__WHAT YOU SHOULD DO__
Gather the lines below that include the string "left", copying each in full.

_ _ _ _

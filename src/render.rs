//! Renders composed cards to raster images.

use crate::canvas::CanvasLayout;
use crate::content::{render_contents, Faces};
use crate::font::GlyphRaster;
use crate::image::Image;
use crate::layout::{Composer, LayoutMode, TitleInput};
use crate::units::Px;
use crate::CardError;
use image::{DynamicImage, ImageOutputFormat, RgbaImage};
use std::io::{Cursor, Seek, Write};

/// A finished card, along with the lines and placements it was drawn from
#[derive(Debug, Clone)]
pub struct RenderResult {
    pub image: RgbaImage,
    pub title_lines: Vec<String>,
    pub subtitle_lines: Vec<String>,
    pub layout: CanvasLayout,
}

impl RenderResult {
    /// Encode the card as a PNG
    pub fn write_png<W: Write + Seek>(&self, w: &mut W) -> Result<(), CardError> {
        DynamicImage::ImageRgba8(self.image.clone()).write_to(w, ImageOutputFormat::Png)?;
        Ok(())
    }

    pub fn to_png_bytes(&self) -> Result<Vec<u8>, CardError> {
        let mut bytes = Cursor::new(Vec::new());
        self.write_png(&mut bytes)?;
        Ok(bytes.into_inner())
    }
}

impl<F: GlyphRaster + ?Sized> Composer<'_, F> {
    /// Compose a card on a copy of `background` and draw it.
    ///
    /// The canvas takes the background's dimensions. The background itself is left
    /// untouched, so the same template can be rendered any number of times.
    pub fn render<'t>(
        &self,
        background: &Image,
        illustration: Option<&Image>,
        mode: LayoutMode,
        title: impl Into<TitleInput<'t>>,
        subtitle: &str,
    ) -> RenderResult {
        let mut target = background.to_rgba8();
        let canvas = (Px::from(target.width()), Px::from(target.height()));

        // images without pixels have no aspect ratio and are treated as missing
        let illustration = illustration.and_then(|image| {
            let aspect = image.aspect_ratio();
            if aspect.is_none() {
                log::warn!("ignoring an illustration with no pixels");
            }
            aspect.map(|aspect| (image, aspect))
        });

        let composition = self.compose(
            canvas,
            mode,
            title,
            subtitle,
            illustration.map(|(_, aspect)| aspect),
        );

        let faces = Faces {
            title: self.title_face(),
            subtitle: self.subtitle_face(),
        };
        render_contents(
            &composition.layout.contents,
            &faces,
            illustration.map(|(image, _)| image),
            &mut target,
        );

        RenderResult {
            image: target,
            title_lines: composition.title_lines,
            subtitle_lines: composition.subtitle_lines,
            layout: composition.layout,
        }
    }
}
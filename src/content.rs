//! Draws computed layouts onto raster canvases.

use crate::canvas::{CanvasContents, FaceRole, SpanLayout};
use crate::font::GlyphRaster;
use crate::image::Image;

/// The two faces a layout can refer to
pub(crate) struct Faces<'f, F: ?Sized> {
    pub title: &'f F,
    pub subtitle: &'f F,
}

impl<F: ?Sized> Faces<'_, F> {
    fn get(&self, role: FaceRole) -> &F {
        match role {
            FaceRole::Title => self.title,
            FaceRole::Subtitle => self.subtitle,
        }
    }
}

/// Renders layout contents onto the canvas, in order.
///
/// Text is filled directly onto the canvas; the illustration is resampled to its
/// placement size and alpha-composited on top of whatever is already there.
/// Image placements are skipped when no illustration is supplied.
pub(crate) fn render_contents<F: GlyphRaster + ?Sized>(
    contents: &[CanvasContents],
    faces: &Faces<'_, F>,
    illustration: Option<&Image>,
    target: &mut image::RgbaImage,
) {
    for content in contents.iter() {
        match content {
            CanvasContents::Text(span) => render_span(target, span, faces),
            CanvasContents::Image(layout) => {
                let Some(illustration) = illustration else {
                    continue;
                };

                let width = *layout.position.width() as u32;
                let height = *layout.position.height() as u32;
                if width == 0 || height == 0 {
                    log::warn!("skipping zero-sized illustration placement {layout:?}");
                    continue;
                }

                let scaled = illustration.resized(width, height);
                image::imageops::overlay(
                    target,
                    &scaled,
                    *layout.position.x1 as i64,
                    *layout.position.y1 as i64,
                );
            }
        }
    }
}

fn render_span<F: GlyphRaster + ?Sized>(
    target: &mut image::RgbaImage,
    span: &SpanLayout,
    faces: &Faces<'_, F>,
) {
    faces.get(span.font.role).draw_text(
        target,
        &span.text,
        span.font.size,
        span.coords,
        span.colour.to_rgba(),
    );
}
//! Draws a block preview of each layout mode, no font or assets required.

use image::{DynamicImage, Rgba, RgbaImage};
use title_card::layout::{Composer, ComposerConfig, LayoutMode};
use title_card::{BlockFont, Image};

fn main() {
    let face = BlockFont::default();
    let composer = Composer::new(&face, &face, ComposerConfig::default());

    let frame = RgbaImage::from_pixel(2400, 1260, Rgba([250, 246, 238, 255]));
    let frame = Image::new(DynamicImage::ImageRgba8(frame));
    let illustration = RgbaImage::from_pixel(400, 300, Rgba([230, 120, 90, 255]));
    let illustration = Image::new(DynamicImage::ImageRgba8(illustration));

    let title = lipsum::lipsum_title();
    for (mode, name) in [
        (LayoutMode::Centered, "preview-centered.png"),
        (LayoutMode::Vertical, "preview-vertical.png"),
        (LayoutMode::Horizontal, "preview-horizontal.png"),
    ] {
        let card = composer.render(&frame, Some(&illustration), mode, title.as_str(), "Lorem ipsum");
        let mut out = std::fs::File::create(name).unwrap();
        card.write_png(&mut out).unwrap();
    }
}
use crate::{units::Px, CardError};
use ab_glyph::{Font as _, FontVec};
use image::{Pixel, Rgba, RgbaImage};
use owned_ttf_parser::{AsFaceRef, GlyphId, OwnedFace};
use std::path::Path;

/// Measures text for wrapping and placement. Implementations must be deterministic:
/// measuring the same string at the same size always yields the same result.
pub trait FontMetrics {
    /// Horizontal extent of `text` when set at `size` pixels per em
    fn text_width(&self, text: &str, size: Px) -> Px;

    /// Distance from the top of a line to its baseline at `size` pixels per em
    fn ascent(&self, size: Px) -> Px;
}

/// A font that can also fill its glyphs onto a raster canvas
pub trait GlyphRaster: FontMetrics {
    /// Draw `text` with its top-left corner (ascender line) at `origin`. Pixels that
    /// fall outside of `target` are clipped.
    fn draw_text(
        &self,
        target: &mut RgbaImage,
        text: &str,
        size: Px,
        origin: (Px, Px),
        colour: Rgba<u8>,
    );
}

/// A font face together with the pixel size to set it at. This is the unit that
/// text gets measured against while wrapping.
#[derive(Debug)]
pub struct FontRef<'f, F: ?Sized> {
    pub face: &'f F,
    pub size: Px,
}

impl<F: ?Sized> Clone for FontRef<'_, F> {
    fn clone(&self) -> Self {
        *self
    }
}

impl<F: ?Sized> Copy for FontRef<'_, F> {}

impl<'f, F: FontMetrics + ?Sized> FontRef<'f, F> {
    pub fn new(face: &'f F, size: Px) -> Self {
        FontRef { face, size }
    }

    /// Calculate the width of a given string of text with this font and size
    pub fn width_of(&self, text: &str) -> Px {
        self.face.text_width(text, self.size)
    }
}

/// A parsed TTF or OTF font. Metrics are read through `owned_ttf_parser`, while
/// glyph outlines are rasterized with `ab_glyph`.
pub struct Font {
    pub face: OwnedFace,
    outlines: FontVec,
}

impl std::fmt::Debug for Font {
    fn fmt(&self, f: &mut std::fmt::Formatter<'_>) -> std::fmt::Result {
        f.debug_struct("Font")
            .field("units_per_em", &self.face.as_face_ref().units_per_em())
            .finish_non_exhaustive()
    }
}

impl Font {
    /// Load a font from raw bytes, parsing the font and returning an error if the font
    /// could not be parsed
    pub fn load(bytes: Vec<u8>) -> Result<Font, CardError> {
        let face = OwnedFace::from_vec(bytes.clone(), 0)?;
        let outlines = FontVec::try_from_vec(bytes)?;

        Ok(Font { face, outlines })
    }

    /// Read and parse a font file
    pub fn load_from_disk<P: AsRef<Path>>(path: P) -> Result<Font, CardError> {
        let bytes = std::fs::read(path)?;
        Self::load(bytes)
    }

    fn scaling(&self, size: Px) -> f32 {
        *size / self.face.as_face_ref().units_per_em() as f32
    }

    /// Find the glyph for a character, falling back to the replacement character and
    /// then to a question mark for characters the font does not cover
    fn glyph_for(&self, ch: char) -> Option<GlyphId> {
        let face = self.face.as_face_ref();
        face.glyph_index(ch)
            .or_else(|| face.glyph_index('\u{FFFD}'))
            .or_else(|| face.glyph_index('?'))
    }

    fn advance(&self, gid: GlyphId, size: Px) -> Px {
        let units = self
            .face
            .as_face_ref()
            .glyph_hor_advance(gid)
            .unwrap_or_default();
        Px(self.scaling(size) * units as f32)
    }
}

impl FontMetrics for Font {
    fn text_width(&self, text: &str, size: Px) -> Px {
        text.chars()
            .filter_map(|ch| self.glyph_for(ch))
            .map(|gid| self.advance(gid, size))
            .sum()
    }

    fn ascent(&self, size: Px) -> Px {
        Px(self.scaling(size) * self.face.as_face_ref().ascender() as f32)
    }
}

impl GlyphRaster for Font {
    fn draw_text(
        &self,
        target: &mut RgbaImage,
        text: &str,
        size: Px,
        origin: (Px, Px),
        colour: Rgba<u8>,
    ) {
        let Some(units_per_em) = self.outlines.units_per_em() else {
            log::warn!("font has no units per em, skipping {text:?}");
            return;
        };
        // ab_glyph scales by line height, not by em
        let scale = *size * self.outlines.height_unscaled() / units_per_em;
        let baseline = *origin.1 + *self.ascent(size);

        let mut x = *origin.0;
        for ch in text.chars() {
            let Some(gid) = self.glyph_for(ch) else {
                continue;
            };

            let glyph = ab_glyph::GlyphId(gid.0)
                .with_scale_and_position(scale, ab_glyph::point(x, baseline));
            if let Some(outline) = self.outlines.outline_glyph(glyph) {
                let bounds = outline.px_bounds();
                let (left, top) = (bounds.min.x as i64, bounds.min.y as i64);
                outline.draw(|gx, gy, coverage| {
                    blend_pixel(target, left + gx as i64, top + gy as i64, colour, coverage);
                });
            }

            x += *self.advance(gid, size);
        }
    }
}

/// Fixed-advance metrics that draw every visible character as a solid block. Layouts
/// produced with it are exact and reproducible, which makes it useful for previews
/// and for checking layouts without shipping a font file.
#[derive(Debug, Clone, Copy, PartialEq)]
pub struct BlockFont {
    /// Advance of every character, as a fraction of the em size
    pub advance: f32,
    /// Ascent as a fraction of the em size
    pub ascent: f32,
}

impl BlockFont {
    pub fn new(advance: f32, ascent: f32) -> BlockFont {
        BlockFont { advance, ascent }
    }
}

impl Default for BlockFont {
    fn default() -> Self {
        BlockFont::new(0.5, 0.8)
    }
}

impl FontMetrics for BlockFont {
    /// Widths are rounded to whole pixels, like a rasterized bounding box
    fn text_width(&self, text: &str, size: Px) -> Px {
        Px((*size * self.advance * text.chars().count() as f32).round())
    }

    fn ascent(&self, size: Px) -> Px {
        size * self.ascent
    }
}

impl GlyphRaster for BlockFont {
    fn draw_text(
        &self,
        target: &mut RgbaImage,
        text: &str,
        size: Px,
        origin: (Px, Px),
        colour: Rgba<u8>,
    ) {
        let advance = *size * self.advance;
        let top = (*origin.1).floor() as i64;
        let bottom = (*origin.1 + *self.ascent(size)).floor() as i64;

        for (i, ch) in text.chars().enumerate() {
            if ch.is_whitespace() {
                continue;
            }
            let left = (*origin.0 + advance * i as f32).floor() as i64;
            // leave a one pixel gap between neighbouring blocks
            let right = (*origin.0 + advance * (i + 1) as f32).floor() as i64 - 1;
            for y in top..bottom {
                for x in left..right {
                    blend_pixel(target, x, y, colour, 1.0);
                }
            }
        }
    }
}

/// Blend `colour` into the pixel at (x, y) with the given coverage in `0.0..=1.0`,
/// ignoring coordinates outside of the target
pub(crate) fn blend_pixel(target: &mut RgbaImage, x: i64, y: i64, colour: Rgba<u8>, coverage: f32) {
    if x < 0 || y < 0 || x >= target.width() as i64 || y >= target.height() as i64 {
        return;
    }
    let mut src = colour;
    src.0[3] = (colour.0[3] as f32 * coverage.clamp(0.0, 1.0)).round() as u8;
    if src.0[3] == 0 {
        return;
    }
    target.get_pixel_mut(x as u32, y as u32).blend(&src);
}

_ _ _ _

__EXERCISE RESULT__
    /// The canvas takes the background's dimensions. The background itself is left
    /// Draw `text` with its top-left corner (ascender line) at `origin`. Pixels that
                let (left, top) = (bounds.min.x as i64, bounds.min.y as i64);
                    blend_pixel(target, left + gx as i64, top + gy as i64, colour, coverage);
            let left = (*origin.0 + advance * i as f32).floor() as i64;
                for x in left..right {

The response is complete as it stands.